DeBartolo said that the Penguins of the National Hockey League and the Spirit of the Major Indoor Soccer League cost him $5.3 million last season. The Pirates, who in the 1970s won six division titles and two World Series, lost a reported $5.8 million last year, and they may show a loss of $9 million this year with another last-place finish in the National League East.

“The Pirates are a mess,” DeBartolo said. “Besides their problems on the field, they have a long stadium lease (through the year 2011) and they have some expensive, deferred-payment contracts with several players. I have not talked with Dan Galbreath at all about buying the team. And when I see John Galbreath, the only thing we talk about is horses.”

John Galbreath and his son Dan have been Pirate owners since 1946, when they bought into the team as part of a group that included Bing Crosby.

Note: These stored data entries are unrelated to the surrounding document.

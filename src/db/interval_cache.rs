use anyhow::{Context, Result};
use chrono::{DateTime, Utc};
use rusqlite::{params, OptionalExtension};

use super::{parse_datetime, Database};
use crate::models::{SkipInterval, VideoId};

/// A stored analysis result.
#[derive(Debug, Clone, PartialEq)]
pub struct CachedIntervals {
    pub intervals: Vec<SkipInterval>,
    pub fetched_at: DateTime<Utc>,
}

impl Database {
    pub async fn get_cached_intervals(
        &self,
        video_id: &VideoId,
        preferences_key: &str,
    ) -> Result<Option<CachedIntervals>> {
        let video_id = video_id.as_str().to_string();
        let preferences_key = preferences_key.to_string();
        self.execute(move |conn| {
            let row = conn
                .query_row(
                    "SELECT intervals_json, fetched_at
                     FROM interval_cache
                     WHERE video_id = ?1 AND preferences_key = ?2",
                    params![video_id, preferences_key],
                    |row| Ok((row.get::<_, String>(0)?, row.get::<_, String>(1)?)),
                )
                .optional()?;

            let Some((intervals_json, fetched_at)) = row else {
                return Ok(None);
            };

            let intervals: Vec<SkipInterval> = serde_json::from_str(&intervals_json)
                .with_context(|| format!("corrupt cached intervals for {video_id}"))?;

            Ok(Some(CachedIntervals {
                intervals,
                fetched_at: parse_datetime(&fetched_at)?,
            }))
        })
        .await
    }

    pub async fn store_intervals(
        &self,
        video_id: &VideoId,
        preferences_key: &str,
        intervals: &[SkipInterval],
        fetched_at: DateTime<Utc>,
    ) -> Result<()> {
        let video_id = video_id.as_str().to_string();
        let preferences_key = preferences_key.to_string();
        let intervals_json =
            serde_json::to_string(intervals).context("failed to serialize intervals")?;
        self.execute(move |conn| {
            conn.execute(
                "INSERT INTO interval_cache (video_id, preferences_key, intervals_json, fetched_at)
                 VALUES (?1, ?2, ?3, ?4)
                 ON CONFLICT (video_id, preferences_key) DO UPDATE SET
                     intervals_json = excluded.intervals_json,
                     fetched_at = excluded.fetched_at",
                params![video_id, preferences_key, intervals_json, fetched_at.to_rfc3339()],
            )
            .with_context(|| "failed to store cached intervals")?;
            Ok(())
        })
        .await
    }

    /// Remove every cached result for a video. Returns the number of rows removed.
    pub async fn clear_cached_video(&self, video_id: &VideoId) -> Result<usize> {
        let video_id = video_id.as_str().to_string();
        self.execute(move |conn| {
            let removed = conn
                .execute(
                    "DELETE FROM interval_cache WHERE video_id = ?1",
                    params![video_id],
                )
                .with_context(|| "failed to clear cached intervals")?;
            Ok(removed)
        })
        .await
    }

    pub async fn prune_cached_before(&self, cutoff: DateTime<Utc>) -> Result<usize> {
        self.execute(move |conn| {
            let removed = conn
                .execute(
                    "DELETE FROM interval_cache WHERE fetched_at < ?1",
                    params![cutoff.to_rfc3339()],
                )
                .with_context(|| "failed to prune interval cache")?;
            Ok(removed)
        })
        .await
    }
}

#[cfg(test)]
mod tests {
    use chrono::Duration;

    use super::*;

    #[tokio::test]
    async fn stores_and_replaces_per_preferences() {
        let db = Database::in_memory().unwrap();
        let video = VideoId::new("abc");
        let now = Utc::now();

        db.store_intervals(&video, "default", &[SkipInterval::new(1.0, 2.0)], now)
            .await
            .unwrap();
        db.store_intervals(&video, "default", &[SkipInterval::new(3.0, 4.5)], now)
            .await
            .unwrap();
        db.store_intervals(&video, "custom", &[SkipInterval::new(9.0, 10.0)], now)
            .await
            .unwrap();

        let cached = db.get_cached_intervals(&video, "default").await.unwrap().unwrap();
        assert_eq!(cached.intervals, vec![SkipInterval::new(3.0, 4.5)]);
        assert!(db.get_cached_intervals(&VideoId::new("zzz"), "default").await.unwrap().is_none());

        assert_eq!(db.clear_cached_video(&video).await.unwrap(), 2);
        assert!(db.get_cached_intervals(&video, "custom").await.unwrap().is_none());
    }

    #[tokio::test]
    async fn prune_drops_only_old_rows() {
        let db = Database::in_memory().unwrap();
        let now = Utc::now();

        db.store_intervals(&VideoId::new("old"), "default", &[], now - Duration::hours(48))
            .await
            .unwrap();
        db.store_intervals(&VideoId::new("new"), "default", &[], now)
            .await
            .unwrap();

        assert_eq!(db.prune_cached_before(now - Duration::hours(24)).await.unwrap(), 1);
        assert!(db.get_cached_intervals(&VideoId::new("new"), "default").await.unwrap().is_some());
    }

    #[tokio::test]
    async fn file_database_survives_reopen() {
        let dir = tempfile::tempdir().unwrap();
        let path = dir.path().join("nested").join("cache.sqlite3");
        let video = VideoId::new("abc");

        {
            let db = Database::new(path.clone()).unwrap();
            db.store_intervals(&video, "default", &[SkipInterval::new(0.5, 7.25)], Utc::now())
                .await
                .unwrap();
        }

        let db = Database::new(path).unwrap();
        let cached = db.get_cached_intervals(&video, "default").await.unwrap().unwrap();
        assert_eq!(cached.intervals, vec![SkipInterval::new(0.5, 7.25)]);
    }
}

It is not hard to understand why John Galbreath, who has won two Kentucky Derbies and one English Derby with his racing stable, would prefer talking about horses, or anything but the Pirates these days.

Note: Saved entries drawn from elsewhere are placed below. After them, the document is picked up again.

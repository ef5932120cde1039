//! # Report Repository
//!
//! Aggregates an agent's commission rows in SQL and hands the resulting
//! [`CommissionBucket`]s to the rollups in `agent_core::reporting`. No
//! figure is stored; every report is recomputed from the ledger.
//!
//! ```text
//! commissions ──► GROUP BY month, status ──► CommissionBucket[] ──► Dashboard
//!                                                                ├─► MonthlyPerformance[]
//!                                                                ├─► AgentStats
//!                                                                └─► CommissionStats
//! ```
//!
//! Work per report is bounded by months × statuses, not by order volume.
//! `created_at` is stored as UTC ISO-8601 text, so its first seven
//! characters are the `YYYY-MM` month key.

use agent_core::{
    monthly_performance, reporting::trailing_periods, AgentStats, CommissionBucket, CommissionStats,
    CommissionStatus, CoreError, Dashboard, MonthlyPerformance, PayoutPeriod, MONTHLY_PERFORMANCE_WINDOW,
};
use chrono::{DateTime, Utc};
use sqlx::SqlitePool;
use tracing::debug;

use super::money;
use crate::error::{DbError, DbResult};

#[derive(Debug, sqlx::FromRow)]
struct BucketRow {
    month: String,
    status: CommissionStatus,
    orders: i64,
    sales_cents: i64,
    commission_cents: i64,
}

impl TryFrom<BucketRow> for CommissionBucket {
    type Error = DbError;

    fn try_from(row: BucketRow) -> Result<Self, Self::Error> {
        let period: PayoutPeriod = row
            .month
            .parse()
            .map_err(|_| DbError::invalid_data(format!("commission month {:?}", row.month)))?;
        Ok(CommissionBucket {
            period,
            status: row.status,
            orders: row.orders,
            sales: money(row.sales_cents),
            commission: money(row.commission_cents),
        })
    }
}

/// Repository for agent reports.
#[derive(Debug, Clone)]
pub struct ReportRepository {
    pool: SqlitePool,
}

impl ReportRepository {
    pub fn new(pool: SqlitePool) -> Self {
        ReportRepository { pool }
    }

    pub async fn dashboard(&self, agent_id: i64, now: DateTime<Utc>) -> DbResult<Dashboard> {
        let buckets = self.buckets(agent_id, None).await?;
        let total_customers: i64 = sqlx::query_scalar(
            "SELECT COUNT(DISTINCT customer_ref) FROM commissions WHERE agent_id = ?1",
        )
        .bind(agent_id)
        .fetch_one(&self.pool)
        .await?;
        Ok(Dashboard::build(agent_id, &buckets, total_customers, now))
    }

    /// The trailing twelve months, oldest first.
    pub async fn monthly_performance(&self, agent_id: i64, now: DateTime<Utc>) -> DbResult<Vec<MonthlyPerformance>> {
        let first = trailing_periods(now, MONTHLY_PERFORMANCE_WINDOW).first().copied();
        let buckets = self.buckets(agent_id, first).await?;
        Ok(monthly_performance(&buckets, now))
    }

    pub async fn agent_stats(&self, agent_id: i64, now: DateTime<Utc>) -> DbResult<AgentStats> {
        let buckets = self.buckets(agent_id, None).await?;
        let total_payouts: i64 = sqlx::query_scalar("SELECT COUNT(*) FROM payouts WHERE agent_id = ?1")
            .bind(agent_id)
            .fetch_one(&self.pool)
            .await?;
        Ok(AgentStats::build(agent_id, &buckets, total_payouts, now))
    }

    pub async fn commission_stats(&self, agent_id: i64) -> DbResult<CommissionStats> {
        let buckets = self.buckets(agent_id, None).await?;
        Ok(CommissionStats::build(agent_id, &buckets))
    }

    /// Per-month, per-status totals, optionally from `since` onwards.
    async fn buckets(&self, agent_id: i64, since: Option<PayoutPeriod>) -> DbResult<Vec<CommissionBucket>> {
        let exists: i64 = sqlx::query_scalar("SELECT COUNT(*) FROM agents WHERE id = ?1")
            .bind(agent_id)
            .fetch_one(&self.pool)
            .await?;
        if exists == 0 {
            return Err(CoreError::AgentNotFound(agent_id).into());
        }

        let rows: Vec<BucketRow> = sqlx::query_as(
            r#"
            SELECT substr(created_at, 1, 7)           AS month,
                   status,
                   COUNT(*)                           AS orders,
                   COALESCE(SUM(order_total_cents), 0) AS sales_cents,
                   COALESCE(SUM(amount_cents), 0)      AS commission_cents
            FROM commissions
            WHERE agent_id = ?1
              AND (?2 IS NULL OR substr(created_at, 1, 7) >= ?2)
            GROUP BY month, status
            ORDER BY month ASC
            "#,
        )
        .bind(agent_id)
        .bind(since.map(|p| p.to_string()))
        .fetch_all(&self.pool)
        .await?;

        debug!(agent_id, buckets = rows.len(), "Aggregated commission buckets");
        rows.into_iter().map(CommissionBucket::try_from).collect()
    }
}

// =============================================================================
// Unit Tests
// =============================================================================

Pittsburgh, which called itself “The City of Champions” in the 1970s, has become the city of destitute franchises and the baseball club is at the front of the bread line. Only the Steelers, four-time winners of the Super Bowl and favored by many to win their National Football League division this season, have avoided the belly-up syndrome that has demoralized a city already reeling from double-digit unemployment and a 10% population decline.

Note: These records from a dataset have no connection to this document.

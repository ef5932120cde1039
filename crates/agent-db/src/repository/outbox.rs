//! # Event Outbox Repository
//!
//! Lifecycle events waiting to be published.
//!
//! ## The Outbox Pattern
//! ```text
//! ┌─────────────────────────────────────────────────────────────────────────┐
//! │                    Outbox Pattern Implementation                        │
//! │                                                                         │
//! │  LEDGER OPERATION (e.g., approve_commission)                           │
//! │       │                                                                 │
//! │       ▼                                                                 │
//! │  ┌─────────────────────────────────────────────────────────────────┐   │
//! │  │                   SINGLE TRANSACTION                            │   │
//! │  │                                                                 │   │
//! │  │  1. UPDATE commissions SET status = 'approved' WHERE id = ?    │   │
//! │  │  2. UPDATE agents SET total_earned_cents = ? WHERE id = ?      │   │
//! │  │  3. INSERT INTO event_outbox (aggregate_type, event_type, ...)  │   │
//! │  │                                                                 │   │
//! │  └─────────────────────────────────────────────────────────────────┘   │
//! │       │                                                                 │
//! │       ▼                                                                 │
//! │  COMMIT ← the event exists exactly when the state change does          │
//! │       │                                                                 │
//! │       ▼                                                                 │
//! │  RELAY (outside this crate)                                            │
//! │    pending(n) → publish → mark_published(id)                           │
//! │                        └─ on error: mark_failed(id, err)               │
//! └─────────────────────────────────────────────────────────────────────────┘
//! ```

use agent_core::{AgentEvent, CommissionEvent, PayoutEvent};
use chrono::{DateTime, Utc};
use serde::Serialize;
use sqlx::{SqliteConnection, SqlitePool};
use tracing::{debug, warn};
use uuid::Uuid;

use crate::error::{DbError, DbResult};

// =============================================================================
// Event Trait
// =============================================================================

/// A domain event that can be written to the outbox.
pub trait OutboxEvent: Serialize {
    /// `"agent"`, `"commission"` or `"payout"`.
    fn aggregate_type(&self) -> &'static str;

    fn aggregate_id(&self) -> i64;

    /// Dotted name such as `commission.approved`.
    fn event_type(&self) -> &'static str;
}

impl OutboxEvent for CommissionEvent {
    fn aggregate_type(&self) -> &'static str {
        "commission"
    }

    fn aggregate_id(&self) -> i64 {
        self.commission_id()
    }

    fn event_type(&self) -> &'static str {
        CommissionEvent::event_type(self)
    }
}

impl OutboxEvent for PayoutEvent {
    fn aggregate_type(&self) -> &'static str {
        "payout"
    }

    fn aggregate_id(&self) -> i64 {
        self.payout_id
    }

    fn event_type(&self) -> &'static str {
        PayoutEvent::event_type(self)
    }
}

impl OutboxEvent for AgentEvent {
    fn aggregate_type(&self) -> &'static str {
        "agent"
    }

    fn aggregate_id(&self) -> i64 {
        self.agent_id()
    }

    fn event_type(&self) -> &'static str {
        AgentEvent::event_type(self)
    }
}

// =============================================================================
// Entry
// =============================================================================

/// One stored outbox row.
#[derive(Debug, Clone, PartialEq, sqlx::FromRow)]
pub struct OutboxEntry {
    pub id: String,
    pub aggregate_type: String,
    pub aggregate_id: i64,
    pub event_type: String,
    /// JSON of the event.
    pub payload: String,
    pub attempts: i64,
    pub last_error: Option<String>,
    pub created_at: DateTime<Utc>,
    pub attempted_at: Option<DateTime<Utc>>,
    pub published_at: Option<DateTime<Utc>>,
}

impl OutboxEntry {
    /// Parses the payload back into a typed event.
    pub fn decode<T: serde::de::DeserializeOwned>(&self) -> DbResult<T> {
        Ok(serde_json::from_str(&self.payload)?)
    }
}

const SELECT_ENTRY: &str = r#"
    SELECT id, aggregate_type, aggregate_id, event_type, payload, attempts,
           last_error, created_at, attempted_at, published_at
    FROM event_outbox
"#;

// =============================================================================
// Repository
// =============================================================================

/// Repository for draining the outbox.
#[derive(Debug, Clone)]
pub struct OutboxRepository {
    pool: SqlitePool,
}

impl OutboxRepository {
    pub fn new(pool: SqlitePool) -> Self {
        OutboxRepository { pool }
    }

    /// Unpublished entries, oldest first.
    pub async fn pending(&self, limit: u32) -> DbResult<Vec<OutboxEntry>> {
        let sql = format!(
            "{} WHERE published_at IS NULL ORDER BY created_at ASC, rowid ASC LIMIT ?1",
            SELECT_ENTRY
        );
        let entries: Vec<OutboxEntry> = sqlx::query_as(&sql)
            .bind(super::page_limit(limit))
            .fetch_all(&self.pool)
            .await?;
        Ok(entries)
    }

    /// All entries of one aggregate in write order.
    pub async fn for_aggregate(&self, aggregate_type: &str, aggregate_id: i64) -> DbResult<Vec<OutboxEntry>> {
        let sql = format!(
            "{} WHERE aggregate_type = ?1 AND aggregate_id = ?2 ORDER BY created_at ASC, rowid ASC",
            SELECT_ENTRY
        );
        let entries: Vec<OutboxEntry> = sqlx::query_as(&sql)
            .bind(aggregate_type)
            .bind(aggregate_id)
            .fetch_all(&self.pool)
            .await?;
        Ok(entries)
    }

    pub async fn mark_published(&self, id: &str, now: DateTime<Utc>) -> DbResult<()> {
        let result = sqlx::query(
            r#"
            UPDATE event_outbox SET
                published_at = ?2,
                attempted_at = ?2,
                attempts = attempts + 1
            WHERE id = ?1
            "#,
        )
        .bind(id)
        .bind(now)
        .execute(&self.pool)
        .await?;

        if result.rows_affected() == 0 {
            return Err(DbError::not_found("OutboxEntry", id));
        }
        Ok(())
    }

    /// Records a failed publish attempt. The entry stays pending.
    pub async fn mark_failed(&self, id: &str, error: &str, now: DateTime<Utc>) -> DbResult<()> {
        warn!(id = %id, error = %error, "Outbox publish failed");

        let result = sqlx::query(
            r#"
            UPDATE event_outbox SET
                attempts = attempts + 1,
                last_error = ?2,
                attempted_at = ?3
            WHERE id = ?1
            "#,
        )
        .bind(id)
        .bind(error)
        .bind(now)
        .execute(&self.pool)
        .await?;

        if result.rows_affected() == 0 {
            return Err(DbError::not_found("OutboxEntry", id));
        }
        Ok(())
    }

    pub async fn count_pending(&self) -> DbResult<i64> {
        let count: i64 = sqlx::query_scalar("SELECT COUNT(*) FROM event_outbox WHERE published_at IS NULL")
            .fetch_one(&self.pool)
            .await?;
        Ok(count)
    }

    /// Deletes published entries older than `before`. Returns how many.
    pub async fn cleanup_published(&self, before: DateTime<Utc>) -> DbResult<u64> {
        let result = sqlx::query("DELETE FROM event_outbox WHERE published_at IS NOT NULL AND published_at < ?1")
            .bind(before)
            .execute(&self.pool)
            .await?;
        debug!(deleted = result.rows_affected(), "Outbox cleanup");
        Ok(result.rows_affected())
    }
}

/// Writes an event row on the caller's connection, usually inside the
/// transaction that produced the event.
pub(crate) async fn append<E: OutboxEvent>(
    conn: &mut SqliteConnection,
    event: &E,
    now: DateTime<Utc>,
) -> DbResult<()> {
    let payload = serde_json::to_string(event)?;

    debug!(
        aggregate_type = event.aggregate_type(),
        aggregate_id = event.aggregate_id(),
        event_type = event.event_type(),
        "Appending outbox event"
    );

    sqlx::query(
        r#"
        INSERT INTO event_outbox (id, aggregate_type, aggregate_id, event_type, payload, created_at)
        VALUES (?1, ?2, ?3, ?4, ?5, ?6)
        "#,
    )
    .bind(Uuid::new_v4().to_string())
    .bind(event.aggregate_type())
    .bind(event.aggregate_id())
    .bind(event.event_type())
    .bind(payload)
    .bind(now)
    .execute(&mut *conn)
    .await?;

    Ok(())
}

// =============================================================================
// Unit Tests
// =============================================================================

Pittsburgh’s collective psyche could probably survive the loss of the Penguins and the Spirit. Unlike the city’s football and baseball teams, its hockey and soccer clubs don’t have winning traditions. In their 17 seasons, the Penguins have advanced to the Stanley Cup semifinals only once, and before last season DeBartolo talked about selling the team to some Toronto businessmen who would have moved the franchise to Hamilton, Ontario.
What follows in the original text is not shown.